Nada en mi vida, ni en la de muchos panameños que se educaron y moldearon en el siglo pasado, tuvo como condicionante la gratuidad de las cosas, de suerte que el deber, la responsabilidad y el compromiso constituyeron la base de nuestra formación. Eso sí, más por obligación que por vocación, pues seamos honestos, de no haber sido inducidos en un proceso multidireccional, en el que padres y docentes nos inculcaron conocimientos, valores, costumbres y formas de actuar –no solo a través de la palabra, sino del ejemplo presente en acciones, sentimientos y actitudes– es seguro que caminaríamos en la calle de los puros derechos y Estado paternalista.

Es decir, hubo un regente –padres y maestros– que sin ser ni aspirar a la perfección comprendió que el futuro de la patria, en general, y de cada quien, en particular, transitaba por aceptar que no hay derecho sin obligación y menos sin responsabilidad. Por consiguiente, podemos decir que la obligación –más que moral– surge de la presión que ejerce el intelecto, o lo que defino como el poder del yo individual, por sobre la voluntad frente un valor determinado. La obligación entendida desde un criterio de responsabilidad hacia uno mismo y, por ende, hacia la sociedad. No es la obligación que se siente por la presión externa.

Cuando una persona percibe un valor con su discernimiento, se ve atraída por este y el raciocinio propone a la voluntad la realización de tal valor.

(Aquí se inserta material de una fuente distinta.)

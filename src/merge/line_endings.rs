//! Line-ending detection and restoration
//!
//! Analysis and merging run on LF-normalized text; output is converted back
//! to whatever the baseline used.

use serde::{Deserialize, Serialize};

#[derive(Debug, Clone, Copy, PartialEq, Eq, Serialize, Deserialize)]
#[serde(rename_all = "lowercase")]
pub enum LineEnding {
    Lf,
    CrLf,
    Cr,
}

impl LineEnding {
    /// Detect the dominant style, CRLF winning over bare CR
    pub fn detect(content: &str) -> Self {
        if content.contains("\r\n") {
            LineEnding::CrLf
        } else if content.contains('\r') {
            LineEnding::Cr
        } else {
            LineEnding::Lf
        }
    }

    pub fn as_str(&self) -> &'static str {
        match self {
            LineEnding::Lf => "\n",
            LineEnding::CrLf => "\r\n",
            LineEnding::Cr => "\r",
        }
    }
}

/// Convert any mix of CRLF/CR/LF to LF
pub fn normalize(content: &str) -> String {
    content.replace("\r\n", "\n").replace('\r', "\n")
}

/// Render LF-normalized text with the given line ending
pub fn restore(content: &str, ending: LineEnding) -> String {
    let normalized = normalize(content);
    match ending {
        LineEnding::Lf => normalized,
        other => normalized.replace('\n', other.as_str()),
    }
}

/// Render `content` in the baseline's line-ending style
pub fn match_baseline(content: &str, baseline: &str) -> String {
    restore(content, LineEnding::detect(baseline))
}

#[cfg(test)]
mod tests {
    use super::*;

    #[test]
    fn test_detect() {
        assert_eq!(LineEnding::detect("a\nb\n"), LineEnding::Lf);
        assert_eq!(LineEnding::detect("a\r\nb\r\n"), LineEnding::CrLf);
        assert_eq!(LineEnding::detect("a\rb\r"), LineEnding::Cr);
        assert_eq!(LineEnding::detect(""), LineEnding::Lf);
    }

    #[test]
    fn test_normalize_mixed() {
        assert_eq!(normalize("a\r\nb\rc\n"), "a\nb\nc\n");
    }

    #[test]
    fn test_crlf_baseline_forces_crlf_for_every_input_style() {
        let baseline = "import os\r\n\r\ndef main():\r\n    pass\r\n";
        for merged in [
            "import os\nimport json\n\ndef main():\n    pass\n",
            "import os\r\nimport json\r\n\r\ndef main():\r\n    pass\r\n",
            "import os\rimport json\r\rdef main():\r    pass\r",
        ] {
            let output = match_baseline(merged, baseline);
            assert_eq!(
                output,
                "import os\r\nimport json\r\n\r\ndef main():\r\n    pass\r\n"
            );
            assert!(!output.replace("\r\n", "").contains('\n'));
            assert!(!output.replace("\r\n", "").contains('\r'));
        }
    }

    #[test]
    fn test_cr_baseline() {
        assert_eq!(match_baseline("a\nb\n", "x\ry\r"), "a\rb\r");
    }
}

Se trata pues, de una exigencia propia de la razón, fundamentada en un valor objetivo, pero nacida en lo más íntimo y elevado de cada ser: su propia razón.

Entendiendo que los derechos son parte inalienable e irrenunciable de todo humano. La pregunta es: ¿Qué viene primero, el huevo (los derechos) o la gallina (las obligaciones)? Una de las mayores dificultades de la sociedad es, precisamente, desentenderse de determinar la frontera entre una y otra palabra, la actitud, en consecuencia, se inclina hacia la aplicación de los derechos, más que a la compensación, con obligaciones.

Es así como la sociedad actual, en el cumplimiento de sus obligaciones, presume y sabe que posee derechos, pero está demostrado que también, con frecuencia, los sobredimensiona de forma intencional, “aprovechando” al máximo todo el abanico de posibilidades que las normas le confieren. Como consecuencia de lo anterior, surgen conductas reñidas con la buena convivencia, que desconocen el respeto a la autoridad, al entorno y a sí mismo. Concluyo con una cita de John Kennedy: “Compatriotas: no preguntéis qué puede vuestro país hacer por vosotros; preguntad qué podéis hacer vosotros por vuestro país”.